The final version of the text would feature a mix of horizontal requirements for all providers of such AI systems, including a transparency obligation about the datasets used to train algorithms and a duty to provide information about the model’s use and functioning. On top of this first layer of requirements, the deal would provide for stricter requirements for AI models with a high (or systemic) impact on society. This would include the assessment and mitigation of systemic risks or the mandatory conduct of adversarial testing to detect errors or malfunctioning.
France and Germany’s efforts to protect their AI champions seem to have paid off, since the political deal would include a tailored-made exemption for non-systemic open-source models. However, as French President Emmanuel Macron criticised the deal subsequently, France is likely to try and modify these provisions.
2. A bargaining balance between Council and Parliament on the list of prohibited applications and exemptions for law enforcement authorities
The Council managed to obtain some key concessions from Parliament on the use of biometric identification by law enforcement authorities, which was the main bone of contention between the two parties. In exchange for the introduction of several exemptions for the use of such technology, the European Parliament seems to have obtained an extension of the list of prohibited AI practices, biometric systems categorising people according to sensitive data, such as sexual orientation or religious beliefs.
Of note, the AI Act would feature a definition of “biometric data” that is different from the one provided by the General Data Protection Regulation (GDPR). The AI Act definition would have a broader scope, as the identification of individuals would not be a criterion anymore. Any data related to physical, physiological, or behavioural characteristics of a natural person would therefore qualify as biometric data.
3. Clear obligations for high-risk AI systems
Discussions on the regulation of the high-risk AI systems – the biggest bulk of the AI Act – ran quite smoothly. The Council and Parliament clarified the criteria used to consider a system as “high-risk” and added a possibility for providers to self-assess whether their systems fall or not into this category. However, this derogation would apply for a limited number of use cases, such as systems that are only meant to improve the results of tasks performed by a natural person.
The idea of introducing a fundamental rights impact assessment, initially proposed by the Parliament, also made its way through the discussions. However, its scope is more limited, as it would only apply to public sector bodies and private actors providing essential public services.
4. A revised governance architecture
The final deal would provide a three-layered oversight governance featuring: a new EU supervisory authority (European AI Office) responsible for enforcing the provisions relating to high-impact general purpose AI models, national bodies coordinating among each other within a new AI Board and a scientific committee.

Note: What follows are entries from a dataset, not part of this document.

//! Lexicon sentiment scoring with keyword overrides.
//!
//! Polarity comes from the VADER lexicon and rules; a few keywords then
//! override the label.

use once_cell::sync::Lazy;
use regex::Regex;
use serde::{Deserialize, Serialize};
use std::fmt;
use vader_sentiment::SentimentIntensityAnalyzer;

const POSITIVE_THRESHOLD: f64 = 0.05;
const NEGATIVE_THRESHOLD: f64 = -0.05;

static PUNCT_RE: Lazy<Regex> = Lazy::new(|| Regex::new(r"[^\w\s]").expect("valid regex"));

static ANALYZER: Lazy<SentimentIntensityAnalyzer<'static>> =
    Lazy::new(SentimentIntensityAnalyzer::new);

/// Overall tone of a piece of text.
#[derive(Debug, Clone, Copy, PartialEq, Eq, Hash, Serialize, Deserialize)]
#[serde(rename_all = "lowercase")]
pub enum Sentiment {
    Positive,
    Negative,
    Neutral,
    Sarcastic,
    Humorous,
    Angry,
}

impl Sentiment {
    pub fn as_str(&self) -> &'static str {
        match self {
            Sentiment::Positive => "positive",
            Sentiment::Negative => "negative",
            Sentiment::Neutral => "neutral",
            Sentiment::Sarcastic => "sarcastic",
            Sentiment::Humorous => "humorous",
            Sentiment::Angry => "angry",
        }
    }
}

impl fmt::Display for Sentiment {
    fn fmt(&self, f: &mut fmt::Formatter<'_>) -> fmt::Result {
        f.write_str(self.as_str())
    }
}

/// Proportions of negative, neutral and positive tokens plus the normalised
/// compound score in `[-1, 1]`.
#[derive(Debug, Clone, Copy, PartialEq, Default, Serialize, Deserialize)]
pub struct PolarityScores {
    pub neg: f64,
    pub neu: f64,
    pub pos: f64,
    pub compound: f64,
}

#[derive(Debug, Clone, Copy, PartialEq, Serialize, Deserialize)]
pub struct SentimentReport {
    pub label: Sentiment,
    pub scores: PolarityScores,
}

/// Labels the tone of an answer.
pub trait Classify: Send + Sync {
    fn classify(&self, text: &str) -> SentimentReport;
}

/// Lowercase and strip everything but word characters and whitespace.
pub fn preprocess(text: &str) -> String {
    PUNCT_RE.replace_all(&text.to_lowercase(), "").into_owned()
}

/// VADER polarity of already preprocessed text.
pub fn polarity_scores(text: &str) -> PolarityScores {
    if text.trim().is_empty() {
        return PolarityScores::default();
    }
    let raw = ANALYZER.polarity_scores(text);
    let get = |key: &str| raw.get(key).copied().unwrap_or_default();
    PolarityScores {
        neg: get("neg"),
        neu: get("neu"),
        pos: get("pos"),
        compound: get("compound"),
    }
}

/// Base polarity from the compound score, then keyword overrides.
#[derive(Debug, Clone, Copy, Default)]
pub struct LexiconClassifier;

impl LexiconClassifier {
    fn label(compound: f64, text: &str) -> Sentiment {
        if text.contains("just kidding") || text.contains("sarcastic") {
            Sentiment::Sarcastic
        } else if text.contains("funny") || text.contains("laugh") {
            Sentiment::Humorous
        } else if text.contains("angry") || text.contains("furious") {
            Sentiment::Angry
        } else if compound >= POSITIVE_THRESHOLD {
            Sentiment::Positive
        } else if compound <= NEGATIVE_THRESHOLD {
            Sentiment::Negative
        } else {
            Sentiment::Neutral
        }
    }
}

impl Classify for LexiconClassifier {
    fn classify(&self, text: &str) -> SentimentReport {
        let text = preprocess(text);
        let scores = polarity_scores(&text);
        SentimentReport {
            label: Self::label(scores.compound, &text),
            scores,
        }
    }
}

#[cfg(test)]
mod tests {
    use super::*;

    fn label(text: &str) -> Sentiment {
        LexiconClassifier.classify(text).label
    }

    #[test]
    fn conversational_tokens_carry_valence() {
        assert_eq!(label("haha"), Sentiment::Positive);
        assert_eq!(label("lol"), Sentiment::Positive);
        assert_eq!(label("No."), Sentiment::Negative);
    }

    #[test]
    fn preprocess_strips_punctuation() {
        assert_eq!(preprocess("Great, isn't it?!"), "great isnt it");
    }

    #[test]
    fn base_polarity() {
        assert_eq!(label("This is a wonderful, amazing episode!"), Sentiment::Positive);
        assert_eq!(label("That was a terrible, awful idea."), Sentiment::Negative);
        assert_eq!(label("The episode was recorded on Tuesday."), Sentiment::Neutral);
    }

    #[test]
    fn sarcastic_overrides_strong_positive() {
        let report = LexiconClassifier.classify("I love this, it is wonderful and great. Sarcastic, obviously.");
        assert!(report.scores.compound >= 0.05);
        assert_eq!(report.label, Sentiment::Sarcastic);
        assert_eq!(label("Best show ever, just kidding"), Sentiment::Sarcastic);
    }

    #[test]
    fn override_priority() {
        assert_eq!(label("That was funny but I am angry"), Sentiment::Humorous);
        assert_eq!(label("We laughed a lot"), Sentiment::Humorous);
        assert_eq!(label("He was furious"), Sentiment::Angry);
        assert_eq!(label("Just kidding, that was funny"), Sentiment::Sarcastic);
    }

    #[test]
    fn negation_flips_polarity() {
        let plain = polarity_scores("good");
        let negated = polarity_scores("not good");
        assert!(plain.compound > 0.0);
        assert!(negated.compound < 0.0);
        assert!(polarity_scores(&preprocess("It isn't good")).compound < 0.0);
    }

    #[test]
    fn boosters_intensify() {
        let plain = polarity_scores("good");
        let boosted = polarity_scores("very good");
        assert!(boosted.compound > plain.compound);
    }

    #[test]
    fn but_shifts_weight_to_the_second_clause() {
        assert!(polarity_scores("good but terrible").compound < 0.0);
    }

    #[test]
    fn empty_text_is_neutral() {
        let report = LexiconClassifier.classify("");
        assert_eq!(report.label, Sentiment::Neutral);
        assert_eq!(report.scores.compound, 0.0);
    }

    #[test]
    fn label_serializes_lowercase() {
        assert_eq!(serde_json::to_string(&Sentiment::Humorous).unwrap(), "\"humorous\"");
        assert_eq!(Sentiment::Angry.to_string(), "angry");
    }
}
//! Speaker headers and answer attribution.
//!
//! A transcript names its speakers with a header: a line ending in the
//! speaker's name, immediately followed by a line that starts with a
//! `(hh:mm:ss)` marker. The speaker's words may follow the marker on the same
//! line or on the next one.
//!
//! ```text
//! Welcome to the show. Bob
//! (00:00:10) Thanks for having me.
//! ```
//!
//! Everything after the marker up to the next header's name belongs to that
//! speaker.

use indexmap::IndexMap;
use once_cell::sync::Lazy;
use regex::Regex;
use thiserror::Error;

/// Name reported when no speaker's text contains the answer.
pub const UNKNOWN_SPEAKER: &str = "Unknown Speaker";

static HEADER_MARKER_RE: Lazy<Regex> =
    Lazy::new(|| Regex::new(r"^\s*\([0-9]{2}:[0-9]{2}:[0-9]{2}\)").expect("valid regex"));

static LOOSE_MARKER_RE: Lazy<Regex> = Lazy::new(|| {
    Regex::new(r"^\s*\([0-9]{1,2}:[0-9]{1,2}(:[0-9]{1,2})?\)").expect("valid regex")
});

static NAME_RE: Lazy<Regex> =
    Lazy::new(|| Regex::new(r"[A-Za-z][A-Za-z ]*$").expect("valid regex"));

#[derive(Debug, Clone, PartialEq, Eq, Error)]
pub enum HeaderError {
    /// A speaker name is followed by a timestamp that is not `hh:mm:ss`.
    #[error("line {line}: malformed header timestamp `{found}`")]
    MalformedTimestamp { line: usize, found: String },
}

/// Maps an answer to the speaker who said it.
pub trait Attribute: Send + Sync {
    fn attribute(&self, text: &str) -> String;
}

struct Header {
    name: String,
    /// Byte offset where the name starts.
    name_start: usize,
    /// Byte offset just past the marker.
    text_start: usize,
}

/// Speaker name to everything they said, in order of first appearance.
#[derive(Debug, Clone, Default, PartialEq, Eq)]
pub struct SpeakerIndex {
    speakers: IndexMap<String, String>,
}

impl SpeakerIndex {
    /// Parse the speaker headers of one transcript body.
    pub fn build(body: &str) -> Result<Self, HeaderError> {
        let headers = parse_headers(body)?;
        let mut index = Self::default();
        for (i, header) in headers.iter().enumerate() {
            let end = headers
                .get(i + 1)
                .map(|next| next.name_start)
                .unwrap_or(body.len());
            let text = body
                .get(header.text_start..end.max(header.text_start))
                .unwrap_or_default()
                .trim();
            index.append(&header.name, text);
        }
        Ok(index)
    }

    /// Fold another index into this one, appending text for known names.
    pub fn merge(&mut self, other: SpeakerIndex) {
        for (name, text) in other.speakers {
            self.append(&name, &text);
        }
    }

    fn append(&mut self, name: &str, text: &str) {
        match self.speakers.get_mut(name) {
            Some(existing) => {
                existing.push(' ');
                existing.push_str(text);
            }
            None => {
                self.speakers.insert(name.to_string(), text.to_string());
            }
        }
    }

    /// Text attributed to `name`.
    pub fn text(&self, name: &str) -> Option<&str> {
        self.speakers.get(name).map(String::as_str)
    }

    pub fn names(&self) -> impl Iterator<Item = &str> {
        self.speakers.keys().map(String::as_str)
    }

    pub fn len(&self) -> usize {
        self.speakers.len()
    }

    pub fn is_empty(&self) -> bool {
        self.speakers.is_empty()
    }
}

impl Attribute for SpeakerIndex {
    /// First speaker whose text contains `text`, ignoring case.
    fn attribute(&self, text: &str) -> String {
        let needle = text.to_lowercase();
        self.speakers
            .iter()
            .find(|(_, said)| said.to_lowercase().contains(&needle))
            .map(|(name, _)| name.clone())
            .unwrap_or_else(|| UNKNOWN_SPEAKER.to_string())
    }
}

fn parse_headers(body: &str) -> Result<Vec<Header>, HeaderError> {
    let mut headers = Vec::new();
    let mut offset = 0;
    // (start offset, content) of the previous line
    let mut previous: Option<(usize, &str)> = None;
    for (number, raw) in body.split_inclusive('\n').enumerate() {
        let line = raw.trim_end_matches(['\n', '\r']);
        if let Some((prev_start, prev)) = previous {
            if let Some(name) = NAME_RE.find(prev.trim_end()) {
                if let Some(marker) = HEADER_MARKER_RE.find(line) {
                    headers.push(Header {
                        name: name.as_str().trim().to_string(),
                        name_start: prev_start + name.start(),
                        text_start: offset + marker.end(),
                    });
                } else if let Some(marker) = LOOSE_MARKER_RE.find(line) {
                    return Err(HeaderError::MalformedTimestamp {
                        line: number + 1,
                        found: marker.as_str().trim().to_string(),
                    });
                }
            }
        }
        previous = Some((offset, line));
        offset += raw.len();
    }
    Ok(headers)
}
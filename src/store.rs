use async_trait::async_trait;
use serde::Deserialize;
use serde_json::Value;
use thiserror::Error;

use crate::genres::{self, GenreParseError};
use crate::types::BookRecord;

#[derive(Debug, Error)]
#[error("catalog store unreachable: {reason}")]
pub struct StoreError {
  reason: String
}

impl StoreError {
  pub fn new<R>(reason: R) -> Self
    where R: Into<String> {
    Self { reason: reason.into() }
  }
}

/// One row of the merged book/review view: book metadata joined with its
/// aggregated review rating, both still in their stored representation.
#[derive(Debug, Clone, Deserialize)]
pub struct RawBookRecord {
  pub title: String,
  pub genre: String,
  #[serde(default)]
  pub average_rating: Value
}

impl RawBookRecord {
  pub fn new<T, G>(title: T, genre: G, average_rating: Value) -> Self
    where T: Into<String>,
          G: Into<String> {
    Self { title: title.into(), genre: genre.into(), average_rating }
  }

  /// Coerce into a trainable record. A malformed genre field fails the whole
  /// record; a non-numeric rating only marks the rating missing.
  pub fn into_record(self) -> Result<BookRecord, GenreParseError> {
    let rating = coerce_rating(&self.average_rating);
    let genres = genres::parse_genre_list(&self.genre)?;
    Ok(BookRecord::new(self.title, genres, rating))
  }
}

/// Numeric-or-missing rating policy: numbers pass through, numeric strings
/// parse, everything else (and non-finite values) is missing.
pub fn coerce_rating(raw: &Value) -> Option<f32> {
  match raw {
    Value::Number(n) => n.as_f64().map(|v| v as f32),
    Value::String(s) => s.trim().parse::<f32>().ok(),
    _ => None
  }
  .filter(|v| v.is_finite())
}

/// The document-store boundary. The engine only ever needs the merged view,
/// fetched whole; everything else about the store stays on the other side.
#[async_trait]
pub trait CatalogStore: Send + Sync {
  async fn fetch_all_merged(&self) -> Result<Vec<RawBookRecord>, StoreError>;
}

/// In-memory catalog adapter, used by the tests and as a stand-in store.
#[derive(Debug, Clone, Default)]
pub struct MemoryCatalog {
  records: Vec<RawBookRecord>
}

impl MemoryCatalog {
  pub fn new(records: Vec<RawBookRecord>) -> Self {
    Self { records }
  }
}

#[async_trait]
impl CatalogStore for MemoryCatalog {
  async fn fetch_all_merged(&self) -> Result<Vec<RawBookRecord>, StoreError> {
    Ok(self.records.clone())
  }
}

#[cfg(test)]
mod tests {
  use serde_json::json;

  use super::*;

  #[test]
  fn numeric_ratings_pass_through() {
    assert_eq!(coerce_rating(&json!(4.5)), Some(4.5));
    assert_eq!(coerce_rating(&json!(4)), Some(4.0));
  }

  #[test]
  fn numeric_strings_parse() {
    assert_eq!(coerce_rating(&json!(" 3.8 ")), Some(3.8));
  }

  #[test]
  fn everything_else_is_missing() {
    assert_eq!(coerce_rating(&json!("n/a")), None);
    assert_eq!(coerce_rating(&Value::Null), None);
    assert_eq!(coerce_rating(&json!(["4.0"])), None);
    assert_eq!(coerce_rating(&json!("NaN")), None);
  }

  #[test]
  fn raw_record_coerces_into_book_record() {
    let raw = RawBookRecord::new("Dune", "['Sci-Fi']", json!("4.8"));
    let record = raw.into_record().unwrap();
    assert_eq!(record.title, "Dune");
    assert!(record.genres.contains("Sci-Fi"));
    assert_eq!(record.average_rating, Some(4.8));
  }

  #[test]
  fn malformed_genre_field_fails_the_record() {
    let raw = RawBookRecord::new("Broken", "['Fantasy", json!(4.0));
    assert!(raw.into_record().is_err());
  }

  #[test]
  fn raw_record_deserializes_with_loose_rating() {
    let raw: RawBookRecord = serde_json::from_value(json!({
      "title": "Emma",
      "genre": "['Romance']",
      "average_rating": "3.9"
    }))
    .unwrap();
    assert_eq!(coerce_rating(&raw.average_rating), Some(3.9));

    let no_rating: RawBookRecord = serde_json::from_value(json!({
      "title": "Emma",
      "genre": "['Romance']"
    }))
    .unwrap();
    assert_eq!(coerce_rating(&no_rating.average_rating), None);
  }
}
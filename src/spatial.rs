pub struct Distance<T> {
  pub item_id: T,
  pub distance: f32
}

impl<T> Distance<T> {
  pub fn new(item_id: T, distance: f32) -> Self {
    Distance { item_id, distance }
  }
}

impl<IntoId, Id> From<(IntoId, f32)> for Distance<Id>
  where IntoId: Into<Id> {
  fn from(value: (IntoId, f32)) -> Self {
    Distance::new(value.0.into(), value.1)
  }
}

pub trait NavigableIndex {
  type Key;
  type Point;
  type Neighbors: IntoIterator<Item = Distance<Self::Key>>;

  /// Return an iterable of the nearest points without the distance metrics.
  fn get_neighbors(&self, subject: &Self::Point, n_items: usize) -> impl Iterator<Item = Self::Key> {
    self.search(subject, n_items)
      .into_iter()
      .map(|dist| dist.item_id)
  }

  /// Get an item from the index.
  fn get_point(&self, key: &Self::Key) -> Option<Self::Point>;

  /// Return an iterable of the nearest points in the space.
  fn search(&self, subject: &Self::Point, n_items: usize) -> Self::Neighbors;
}
use thiserror::Error;

use crate::store::StoreError;

#[derive(Debug, Error)]
pub enum RecommendError {
  #[error("no book found with the title '{0}'")]
  TitleNotFound(String),
  #[error("catalog store unavailable")]
  Store(#[from] StoreError),
  #[error("no trainable records in the catalog")]
  EmptyCorpus
}
use ndarray::{Array2, ArrayView1};
use tracing::{Level, span, debug, trace};

use crate::spatial::{Distance, NavigableIndex};

/// Exact cosine-distance index over the feature matrix. The matrix never
/// mutates after build; a catalog change means a full pipeline rebuild.
pub struct CosineIndex {
  vectors: Array2<f32>
}

impl CosineIndex {
  pub fn build(vectors: Array2<f32>) -> Self {
    let span = span!(Level::DEBUG, "cosine-index-build");
    let _guard = span.enter();
    debug!(rows = vectors.nrows(), dims = vectors.ncols(), "building cosine index");
    Self { vectors }
  }

  pub fn len(&self) -> usize {
    self.vectors.nrows()
  }

  pub fn is_empty(&self) -> bool {
    self.vectors.nrows() == 0
  }
}

impl NavigableIndex for CosineIndex {
  type Key = usize;
  type Point = Vec<f32>;
  type Neighbors = Vec<Distance<usize>>;

  /// Full scan, ascending by distance, capped at `n_items`. Rows at equal
  /// distance keep their original order, so results are deterministic.
  fn search(&self, subject: &Self::Point, n_items: usize) -> Self::Neighbors {
    trace!(rows = self.len(), "searching cosine index");
    let mut neighbors: Vec<Distance<usize>> = self.vectors.rows()
      .into_iter()
      .enumerate()
      .map(|(row, vector)| Distance::new(row, cosine_distance(subject, vector)))
      .collect();
    neighbors.sort_by(|this, other| this.distance.total_cmp(&other.distance));
    neighbors.truncate(n_items);
    neighbors
  }

  fn get_point(&self, key: &Self::Key) -> Option<Self::Point> {
    (*key < self.vectors.nrows()).then(|| self.vectors.row(*key).to_vec())
  }
}

/// Cosine distance in [0, 2]. Non-finite components (the missing-rating
/// sentinel) and zero-magnitude vectors map to an infinite distance, which
/// orders such rows after every finite neighbor.
fn cosine_distance(a: &[f32], b: ArrayView1<f32>) -> f32 {
  let mut dot = 0.0f64;
  let mut norm_a = 0.0f64;
  let mut norm_b = 0.0f64;
  for (&x, &y) in a.iter().zip(b.iter()) {
    let (x, y) = (x as f64, y as f64);
    dot += x * y;
    norm_a += x * x;
    norm_b += y * y;
  }
  let denom = norm_a.sqrt() * norm_b.sqrt();
  if denom == 0.0 {
    return f32::INFINITY;
  }
  let similarity = dot / denom;
  if !similarity.is_finite() {
    return f32::INFINITY;
  }
  (1.0 - similarity.clamp(-1.0, 1.0)) as f32
}

#[cfg(test)]
mod tests {
  use ndarray::arr2;

  use super::*;

  fn index() -> CosineIndex {
    CosineIndex::build(arr2(&[
      [1.0, 0.0, 4.8],
      [1.0, 1.0, 4.2],
      [0.0, 1.0, 3.9]
    ]))
  }

  #[test]
  fn neighbors_come_back_in_ascending_distance() {
    let found = index().search(&vec![1.0, 0.0, 4.0], 3);
    assert_eq!(found.len(), 3);
    assert!(found[0].distance <= found[1].distance);
    assert!(found[1].distance <= found[2].distance);
    assert_eq!(found[0].item_id, 0);
  }

  #[test]
  fn k_is_capped_at_row_count() {
    assert_eq!(index().search(&vec![1.0, 0.0, 4.0], 100).len(), 3);
    assert_eq!(index().search(&vec![1.0, 0.0, 4.0], 2).len(), 2);
  }

  #[test]
  fn equal_distances_keep_row_order() {
    let index = CosineIndex::build(arr2(&[
      [1.0, 0.0],
      [1.0, 0.0],
      [2.0, 0.0]
    ]));
    let found = index.search(&vec![1.0, 0.0], 3);
    assert_eq!(
      found.iter().map(|d| d.item_id).collect::<Vec<_>>(),
      vec![0, 1, 2]
    );
  }

  #[test]
  fn nan_rows_sort_after_every_finite_neighbor() {
    let index = CosineIndex::build(arr2(&[
      [1.0, f32::NAN],
      [1.0, 4.0],
      [0.5, 2.0]
    ]));
    let found = index.search(&vec![1.0, 4.0], 3);
    assert_eq!(found[2].item_id, 0);
    assert!(found[2].distance.is_infinite());
    assert!(found[0].distance.is_finite());
  }

  #[test]
  fn zero_vectors_are_pushed_last_not_dropped() {
    let index = CosineIndex::build(arr2(&[
      [0.0, 0.0],
      [1.0, 1.0]
    ]));
    let found = index.search(&vec![1.0, 1.0], 2);
    assert_eq!(found.len(), 2);
    assert_eq!(found[0].item_id, 1);
    assert!(found[1].distance.is_infinite());
  }

  #[test]
  fn get_point_round_trips_rows() {
    let index = index();
    assert_eq!(index.get_point(&1), Some(vec![1.0, 1.0, 4.2]));
    assert_eq!(index.get_point(&9), None);
  }
}
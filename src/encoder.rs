use std::collections::{BTreeSet, HashMap};

use ndarray::Array2;
use tracing::{Level, span, debug};

use crate::types::BookRecord;

/// Multi-hot genre encoder with the record's average rating appended as the
/// final column. The vocabulary is fixed by `fit_transform` and reused for
/// every query encoding until the next fit; a refit starts from scratch.
#[derive(Debug, Default)]
pub struct GenreEncoder {
  vocabulary: Vec<String>,
  columns: HashMap<String, usize>
}

impl GenreEncoder {
  pub fn new() -> Self {
    Self::default()
  }

  pub fn vocabulary(&self) -> &[String] {
    &self.vocabulary
  }

  /// Width of every encoded vector: one column per known genre, plus the
  /// rating column.
  pub fn dimensions(&self) -> usize {
    self.vocabulary.len() + 1
  }

  /// Fix the vocabulary to the union of genres across `records` (sorted, so
  /// column assignment is deterministic) and encode one row per record.
  /// Missing ratings encode as NaN.
  pub fn fit_transform(&mut self, records: &[BookRecord]) -> Array2<f32> {
    let span = span!(Level::DEBUG, "encoder-fit");
    let _guard = span.enter();
    let mut labels = BTreeSet::new();
    for record in records {
      labels.extend(record.genres.iter().map(String::as_str));
    }
    self.vocabulary = labels.into_iter().map(String::from).collect();
    self.columns = self.vocabulary.iter()
      .enumerate()
      .map(|(column, genre)| (genre.clone(), column))
      .collect();
    debug!(records = records.len(), genres = self.vocabulary.len(), "fit genre vocabulary");

    let width = self.dimensions();
    let mut matrix = Array2::<f32>::zeros((records.len(), width));
    for (row, record) in records.iter().enumerate() {
      for genre in &record.genres {
        if let Some(&column) = self.columns.get(genre.as_str()) {
          matrix[[row, column]] = 1.0;
        }
      }
      matrix[[row, width - 1]] = record.average_rating.unwrap_or(f32::NAN);
    }
    matrix
  }

  /// Encode a query against the fitted vocabulary. Genres the encoder has
  /// never seen contribute nothing; the vector width never changes.
  pub fn encode_query<S>(&self, genres: &[S], min_rating: f32) -> Vec<f32>
    where S: AsRef<str> {
    let mut vector = vec![0.0f32; self.dimensions()];
    for genre in genres {
      if let Some(&column) = self.columns.get(genre.as_ref()) {
        vector[column] = 1.0;
      }
    }
    let rating_column = self.dimensions() - 1;
    vector[rating_column] = min_rating;
    vector
  }
}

Of note, France proposes that the European AI Office acts as a “trusted third party” in relation to the disclosure of training data. This entails that it could be entrusted with the power to inform concerned rights holders about whether their content has been used to train AI systems.
5. A gradual enforcement
The provisions are expected to enter into force gradually. The provisions on prohibitions are likely to enter into force six months after the entry into force of the regulation, twelve months for the provisions on general purpose AI governance and twenty-four months for all the other provisions.